### Task objective
The entries below are to be duplicated exactly, with nothing left out.

━━ Listed records

// Copyright (c) 2024-2026 Martin Schröder <info@swedishembedded.com>
//
// SPDX-License-Identifier: MIT
use anyhow::Context;
use async_trait::async_trait;
use serde_json::{json, Value};

use crate::tool::Tool;

/// Default number of lines returned when the caller does not specify a
/// limit; the model paginates with offset + limit for more.
const DEFAULT_LINE_LIMIT: usize = 400;

pub struct ReadFileTool;

#[async_trait]
impl Tool for ReadFileTool {
    fn name(&self) -> &str {
        "read_file"
    }

    fn description(&self) -> &str {
        "Read a text file. Returns up to 400 lines by default; \
         use offset (1-indexed) and limit to paginate large files."
    }

    fn parameters_schema(&self) -> Value {
        json!({
            "type": "object",
            "properties": {
                "file_path": {
                    "type": "string",
                    "description": "Absolute or relative path to the file"
                },
                "offset": {
                    "type": "integer",
                    "description": "1-indexed line number to start from (default 1)"
                },
                "limit": {
                    "type": "integer",
                    "description": "Maximum number of lines to return (default 400)"
                }
            },
            "required": ["file_path"],
            "additionalProperties": false
        })
    }

    fn required_permissions(&self) -> &[&str] {
        &["fs.read"]
    }

    fn read_only(&self) -> bool {
        true
    }

    async fn execute(&self, args: &Value) -> anyhow::Result<String> {
        let path = args["file_path"]
            .as_str()
            .context("missing required parameter 'file_path'")?;
        let offset = args["offset"].as_u64().unwrap_or(1).max(1) as usize;
        let limit = args["limit"].as_u64().unwrap_or(DEFAULT_LINE_LIMIT as u64) as usize;

        let text = tokio::fs::read_to_string(path)
            .await
            .with_context(|| format!("cannot read {path}"))?;

        let all: Vec<&str> = text.lines().collect();
        let total = all.len();
        let start = offset - 1;
        let selected: Vec<&str> = all.iter().skip(start).take(limit).copied().collect();
        let shown = selected.len();
        let mut out = selected.join("\n");
        if start + shown < total {
            out.push_str(&format!(
                "\n[... {} more lines; use offset={} to continue]",
                total - start - shown,
                start + shown + 1
            ));
        }
        Ok(out)
    }
}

━━━━

### Response
// Copyright (c) 2024-2026 Martin Schröder <info@swedishembedded.com>
//
// SPDX-License-Identifier: MIT
use anyhow::Context;
use async_trait::async_trait;
use serde_json::{json, Value};

use crate::tool::Tool;

/// Default number of lines returned when the caller does not specify a
/// limit; the model paginates with offset + limit for more.
const DEFAULT_LINE_LIMIT: usize = 400;

pub struct ReadFileTool;

#[async_trait]
impl Tool for ReadFileTool {
    fn name(&self) -> &str {
        "read_file"
    }

    fn description(&self) -> &str {
        "Read a text file. Returns up to 400 lines by default; \
         use offset (1-indexed) and limit to paginate large files."
    }

    fn parameters_schema(&self) -> Value {
        json!({
            "type": "object",
            "properties": {
                "file_path": {
                    "type": "string",
                    "description": "Absolute or relative path to the file"
                },
                "offset": {
                    "type": "integer",
                    "description": "1-indexed line number to start from (default 1)"
                },
                "limit": {
                    "type": "integer",
                    "description": "Maximum number of lines to return (default 400)"
                }
            },
            "required": ["file_path"],
            "additionalProperties": false
        })
    }

    fn required_permissions(&self) -> &[&str] {
        &["fs.read"]
    }

    fn read_only(&self) -> bool {
        true
    }

    async fn execute(&self, args: &Value) -> anyhow::Result<String> {
        let path = args["file_path"]
            .as_str()
            .context("missing required parameter 'file_path'")?;
        let offset = args["offset"].as_u64().unwrap_or(1).max(1) as usize;
        let limit = args["limit"].as_u64().unwrap_or(DEFAULT_LINE_LIMIT as u64) as usize;

        let text = tokio::fs::read_to_string(path)
            .await
            .with_context(|| format!("cannot read {path}"))?;

        let all: Vec<&str> = text.lines().collect();
        let total = all.len();
        let start = offset - 1;
        let selected: Vec<&str> = all.iter().skip(start).take(limit).copied().collect();
        let shown = selected.len();
        let mut out = selected.join("\n");
        if start + shown < total {
            out.push_str(&format!(
                "\n[... {} more lines; use offset={} to continue]",
                total - start - shown,
                start + shown + 1
            ));
        }
        Ok(out)
    }
}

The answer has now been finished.